===== DATA UNDER STUDY
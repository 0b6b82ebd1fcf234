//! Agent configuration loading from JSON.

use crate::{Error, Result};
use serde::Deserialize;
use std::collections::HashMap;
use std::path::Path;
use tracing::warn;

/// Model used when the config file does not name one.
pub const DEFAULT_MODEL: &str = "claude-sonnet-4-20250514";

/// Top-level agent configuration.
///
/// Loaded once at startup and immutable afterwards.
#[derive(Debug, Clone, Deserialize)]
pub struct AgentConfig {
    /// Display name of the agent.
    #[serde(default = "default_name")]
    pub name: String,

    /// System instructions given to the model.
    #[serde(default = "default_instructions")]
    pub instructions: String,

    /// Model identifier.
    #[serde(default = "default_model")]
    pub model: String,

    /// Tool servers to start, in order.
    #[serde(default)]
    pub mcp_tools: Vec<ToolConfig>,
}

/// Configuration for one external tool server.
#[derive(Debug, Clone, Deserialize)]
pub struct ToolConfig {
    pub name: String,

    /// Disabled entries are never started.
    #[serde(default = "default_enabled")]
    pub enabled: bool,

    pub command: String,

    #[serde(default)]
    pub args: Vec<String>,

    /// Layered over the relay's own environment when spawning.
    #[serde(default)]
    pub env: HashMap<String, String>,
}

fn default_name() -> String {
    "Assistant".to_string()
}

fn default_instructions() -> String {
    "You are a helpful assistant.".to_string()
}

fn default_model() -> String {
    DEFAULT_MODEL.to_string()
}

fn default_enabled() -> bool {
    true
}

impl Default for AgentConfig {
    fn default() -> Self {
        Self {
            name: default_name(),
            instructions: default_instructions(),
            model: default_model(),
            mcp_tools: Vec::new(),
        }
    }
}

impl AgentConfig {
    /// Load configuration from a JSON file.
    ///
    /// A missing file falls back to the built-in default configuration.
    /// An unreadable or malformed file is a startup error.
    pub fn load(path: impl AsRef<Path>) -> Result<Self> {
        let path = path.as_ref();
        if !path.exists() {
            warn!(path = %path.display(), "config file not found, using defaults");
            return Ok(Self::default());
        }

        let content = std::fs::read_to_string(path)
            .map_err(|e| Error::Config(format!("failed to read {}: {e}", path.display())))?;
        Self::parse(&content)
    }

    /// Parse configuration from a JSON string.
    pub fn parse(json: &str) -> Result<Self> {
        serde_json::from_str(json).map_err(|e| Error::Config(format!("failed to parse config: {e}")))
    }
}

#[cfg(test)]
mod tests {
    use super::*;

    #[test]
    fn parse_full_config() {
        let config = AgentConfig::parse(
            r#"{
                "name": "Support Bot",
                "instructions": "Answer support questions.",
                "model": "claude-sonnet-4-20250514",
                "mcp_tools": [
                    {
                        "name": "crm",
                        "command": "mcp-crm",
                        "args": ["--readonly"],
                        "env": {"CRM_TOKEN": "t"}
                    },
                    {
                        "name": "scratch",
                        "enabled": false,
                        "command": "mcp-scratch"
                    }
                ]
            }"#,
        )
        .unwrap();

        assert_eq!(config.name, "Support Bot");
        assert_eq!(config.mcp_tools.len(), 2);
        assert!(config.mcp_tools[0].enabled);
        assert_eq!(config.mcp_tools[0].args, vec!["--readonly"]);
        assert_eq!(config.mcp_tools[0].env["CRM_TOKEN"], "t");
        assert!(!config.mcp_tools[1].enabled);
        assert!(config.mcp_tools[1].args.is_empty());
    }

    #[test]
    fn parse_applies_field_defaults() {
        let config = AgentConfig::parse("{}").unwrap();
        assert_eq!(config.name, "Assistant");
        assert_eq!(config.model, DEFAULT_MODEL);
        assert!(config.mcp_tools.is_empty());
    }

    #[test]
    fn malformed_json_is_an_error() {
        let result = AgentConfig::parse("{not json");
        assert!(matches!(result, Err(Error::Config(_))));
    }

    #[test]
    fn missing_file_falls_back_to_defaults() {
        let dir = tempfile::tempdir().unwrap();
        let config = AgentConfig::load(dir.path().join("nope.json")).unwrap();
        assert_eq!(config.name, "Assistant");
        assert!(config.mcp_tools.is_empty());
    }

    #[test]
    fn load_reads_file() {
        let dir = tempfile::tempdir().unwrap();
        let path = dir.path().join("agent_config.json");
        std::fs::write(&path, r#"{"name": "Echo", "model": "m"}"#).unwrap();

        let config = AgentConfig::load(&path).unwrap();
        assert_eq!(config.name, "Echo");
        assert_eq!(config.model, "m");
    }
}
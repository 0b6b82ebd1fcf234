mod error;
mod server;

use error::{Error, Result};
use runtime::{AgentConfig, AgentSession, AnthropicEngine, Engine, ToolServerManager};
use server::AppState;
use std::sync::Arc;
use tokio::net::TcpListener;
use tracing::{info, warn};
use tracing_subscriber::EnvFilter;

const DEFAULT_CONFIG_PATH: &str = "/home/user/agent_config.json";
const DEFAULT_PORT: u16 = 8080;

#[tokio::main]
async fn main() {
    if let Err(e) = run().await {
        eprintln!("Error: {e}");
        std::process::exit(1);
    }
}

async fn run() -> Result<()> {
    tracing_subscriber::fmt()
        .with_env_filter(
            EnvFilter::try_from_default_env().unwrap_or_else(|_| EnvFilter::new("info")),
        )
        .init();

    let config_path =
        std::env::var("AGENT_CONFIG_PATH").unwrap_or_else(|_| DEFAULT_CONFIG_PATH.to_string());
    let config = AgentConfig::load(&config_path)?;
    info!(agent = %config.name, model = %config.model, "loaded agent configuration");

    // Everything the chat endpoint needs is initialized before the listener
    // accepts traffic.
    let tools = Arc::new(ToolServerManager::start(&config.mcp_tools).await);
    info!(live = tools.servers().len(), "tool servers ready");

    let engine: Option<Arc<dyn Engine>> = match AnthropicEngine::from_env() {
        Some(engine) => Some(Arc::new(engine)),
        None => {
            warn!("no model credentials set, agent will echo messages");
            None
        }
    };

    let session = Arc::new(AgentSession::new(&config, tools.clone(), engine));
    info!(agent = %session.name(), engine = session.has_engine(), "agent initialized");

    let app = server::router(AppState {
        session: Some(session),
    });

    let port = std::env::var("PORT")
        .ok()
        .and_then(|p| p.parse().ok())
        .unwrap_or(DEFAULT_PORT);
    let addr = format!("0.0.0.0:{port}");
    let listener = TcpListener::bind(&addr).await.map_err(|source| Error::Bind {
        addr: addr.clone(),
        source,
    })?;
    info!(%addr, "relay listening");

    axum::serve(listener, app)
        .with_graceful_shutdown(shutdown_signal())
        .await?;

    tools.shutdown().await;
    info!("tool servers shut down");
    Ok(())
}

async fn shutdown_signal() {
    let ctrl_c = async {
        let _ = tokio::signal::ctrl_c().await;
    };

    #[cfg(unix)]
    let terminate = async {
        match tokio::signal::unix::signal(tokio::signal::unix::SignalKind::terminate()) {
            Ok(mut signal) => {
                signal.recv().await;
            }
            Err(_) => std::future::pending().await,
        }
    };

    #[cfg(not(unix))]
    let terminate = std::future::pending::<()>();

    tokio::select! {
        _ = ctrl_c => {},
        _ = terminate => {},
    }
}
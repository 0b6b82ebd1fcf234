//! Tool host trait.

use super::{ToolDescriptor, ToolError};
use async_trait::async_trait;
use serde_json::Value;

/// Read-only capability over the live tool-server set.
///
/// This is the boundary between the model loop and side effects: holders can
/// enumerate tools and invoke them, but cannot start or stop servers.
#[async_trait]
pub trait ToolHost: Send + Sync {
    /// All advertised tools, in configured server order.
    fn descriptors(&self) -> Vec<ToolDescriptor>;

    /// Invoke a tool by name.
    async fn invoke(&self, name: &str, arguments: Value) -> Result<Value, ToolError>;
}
==========
» WORK TASK: Each entry above is to be quoted exactly.

» RESPONSE AREA:
repository 0b6b82ebd1fcf234
//! Agent configuration loading from JSON.

use crate::{Error, Result};
use serde::Deserialize;
use std::collections::HashMap;
use std::path::Path;
use tracing::warn;

/// Model used when the config file does not name one.
pub const DEFAULT_MODEL: &str = "claude-sonnet-4-20250514";

/// Top-level agent configuration.
///
/// Loaded once at startup and immutable afterwards.
#[derive(Debug, Clone, Deserialize)]
pub struct AgentConfig {
    /// Display name of the agent.
    #[serde(default = "default_name")]
    pub name: String,

    /// System instructions given to the model.
    #[serde(default = "default_instructions")]
    pub instructions: String,

    /// Model identifier.
    #[serde(default = "default_model")]
    pub model: String,

    /// Tool servers to start, in order.
    #[serde(default)]
    pub mcp_tools: Vec<ToolConfig>,
}

/// Configuration for one external tool server.
#[derive(Debug, Clone, Deserialize)]
pub struct ToolConfig {
    pub name: String,

    /// Disabled entries are never started.
    #[serde(default = "default_enabled")]
    pub enabled: bool,

    pub command: String,

    #[serde(default)]
    pub args: Vec<String>,

    /// Layered over the relay's own environment when spawning.
    #[serde(default)]
    pub env: HashMap<String, String>,
}

fn default_name() -> String {
    "Assistant".to_string()
}

fn default_instructions() -> String {
    "You are a helpful assistant.".to_string()
}

fn default_model() -> String {
    DEFAULT_MODEL.to_string()
}

fn default_enabled() -> bool {
    true
}

impl Default for AgentConfig {
    fn default() -> Self {
        Self {
            name: default_name(),
            instructions: default_instructions(),
            model: default_model(),
            mcp_tools: Vec::new(),
        }
    }
}

impl AgentConfig {
    /// Load configuration from a JSON file.
    ///
    /// A missing file falls back to the built-in default configuration.
    /// An unreadable or malformed file is a startup error.
    pub fn load(path: impl AsRef<Path>) -> Result<Self> {
        let path = path.as_ref();
        if !path.exists() {
            warn!(path = %path.display(), "config file not found, using defaults");
            return Ok(Self::default());
        }

        let content = std::fs::read_to_string(path)
            .map_err(|e| Error::Config(format!("failed to read {}: {e}", path.display())))?;
        Self::parse(&content)
    }

    /// Parse configuration from a JSON string.
    pub fn parse(json: &str) -> Result<Self> {
        serde_json::from_str(json).map_err(|e| Error::Config(format!("failed to parse config: {e}")))
    }
}

#[cfg(test)]
mod tests {
    use super::*;

    #[test]
    fn parse_full_config() {
        let config = AgentConfig::parse(
            r#"{
                "name": "Support Bot",
                "instructions": "Answer support questions.",
                "model": "claude-sonnet-4-20250514",
                "mcp_tools": [
                    {
                        "name": "crm",
                        "command": "mcp-crm",
                        "args": ["--readonly"],
                        "env": {"CRM_TOKEN": "t"}
                    },
                    {
                        "name": "scratch",
                        "enabled": false,
                        "command": "mcp-scratch"
                    }
                ]
            }"#,
        )
        .unwrap();

        assert_eq!(config.name, "Support Bot");
        assert_eq!(config.mcp_tools.len(), 2);
        assert!(config.mcp_tools[0].enabled);
        assert_eq!(config.mcp_tools[0].args, vec!["--readonly"]);
        assert_eq!(config.mcp_tools[0].env["CRM_TOKEN"], "t");
        assert!(!config.mcp_tools[1].enabled);
        assert!(config.mcp_tools[1].args.is_empty());
    }

    #[test]
    fn parse_applies_field_defaults() {
        let config = AgentConfig::parse("{}").unwrap();
        assert_eq!(config.name, "Assistant");
        assert_eq!(config.model, DEFAULT_MODEL);
        assert!(config.mcp_tools.is_empty());
    }

    #[test]
    fn malformed_json_is_an_error() {
        let result = AgentConfig::parse("{not json");
        assert!(matches!(result, Err(Error::Config(_))));
    }

    #[test]
    fn missing_file_falls_back_to_defaults() {
        let dir = tempfile::tempdir().unwrap();
        let config = AgentConfig::load(dir.path().join("nope.json")).unwrap();
        assert_eq!(config.name, "Assistant");
        assert!(config.mcp_tools.is_empty());
    }

    #[test]
    fn load_reads_file() {
        let dir = tempfile::tempdir().unwrap();
        let path = dir.path().join("agent_config.json");
        std::fs::write(&path, r#"{"name": "Echo", "model": "m"}"#).unwrap();

        let config = AgentConfig::load(&path).unwrap();
        assert_eq!(config.name, "Echo");
        assert_eq!(config.model, "m");
    }
}
repository 0b6b82ebd1fcf234
mod error;
mod server;

use error::{Error, Result};
use runtime::{AgentConfig, AgentSession, AnthropicEngine, Engine, ToolServerManager};
use server::AppState;
use std::sync::Arc;
use tokio::net::TcpListener;
use tracing::{info, warn};
use tracing_subscriber::EnvFilter;

const DEFAULT_CONFIG_PATH: &str = "/home/user/agent_config.json";
const DEFAULT_PORT: u16 = 8080;

#[tokio::main]
async fn main() {
    if let Err(e) = run().await {
        eprintln!("Error: {e}");
        std::process::exit(1);
    }
}

async fn run() -> Result<()> {
    tracing_subscriber::fmt()
        .with_env_filter(
            EnvFilter::try_from_default_env().unwrap_or_else(|_| EnvFilter::new("info")),
        )
        .init();

    let config_path =
        std::env::var("AGENT_CONFIG_PATH").unwrap_or_else(|_| DEFAULT_CONFIG_PATH.to_string());
    let config = AgentConfig::load(&config_path)?;
    info!(agent = %config.name, model = %config.model, "loaded agent configuration");

    // Everything the chat endpoint needs is initialized before the listener
    // accepts traffic.
    let tools = Arc::new(ToolServerManager::start(&config.mcp_tools).await);
    info!(live = tools.servers().len(), "tool servers ready");

    let engine: Option<Arc<dyn Engine>> = match AnthropicEngine::from_env() {
        Some(engine) => Some(Arc::new(engine)),
        None => {
            warn!("no model credentials set, agent will echo messages");
            None
        }
    };

    let session = Arc::new(AgentSession::new(&config, tools.clone(), engine));
    info!(agent = %session.name(), engine = session.has_engine(), "agent initialized");

    let app = server::router(AppState {
        session: Some(session),
    });

    let port = std::env::var("PORT")
        .ok()
        .and_then(|p| p.parse().ok())
        .unwrap_or(DEFAULT_PORT);
    let addr = format!("0.0.0.0:{port}");
    let listener = TcpListener::bind(&addr).await.map_err(|source| Error::Bind {
        addr: addr.clone(),
        source,
    })?;
    info!(%addr, "relay listening");

    axum::serve(listener, app)
        .with_graceful_shutdown(shutdown_signal())
        .await?;

    tools.shutdown().await;
    info!("tool servers shut down");
    Ok(())
}

async fn shutdown_signal() {
    let ctrl_c = async {
        let _ = tokio::signal::ctrl_c().await;
    };

    #[cfg(unix)]
    let terminate = async {
        match tokio::signal::unix::signal(tokio::signal::unix::SignalKind::terminate()) {
            Ok(mut signal) => {
                signal.recv().await;
            }
            Err(_) => std::future::pending().await,
        }
    };

    #[cfg(not(unix))]
    let terminate = std::future::pending::<()>();

    tokio::select! {
        _ = ctrl_c => {},
        _ = terminate => {},
    }
}
repository 0b6b82ebd1fcf234
//! Tool host trait.

use super::{ToolDescriptor, ToolError};
use async_trait::async_trait;
use serde_json::Value;

/// Read-only capability over the live tool-server set.
///
/// This is the boundary between the model loop and side effects: holders can
/// enumerate tools and invoke them, but cannot start or stop servers.
#[async_trait]
pub trait ToolHost: Send + Sync {
    /// All advertised tools, in configured server order.
    fn descriptors(&self) -> Vec<ToolDescriptor>;

    /// Invoke a tool by name.
    async fn invoke(&self, name: &str, arguments: Value) -> Result<Value, ToolError>;
}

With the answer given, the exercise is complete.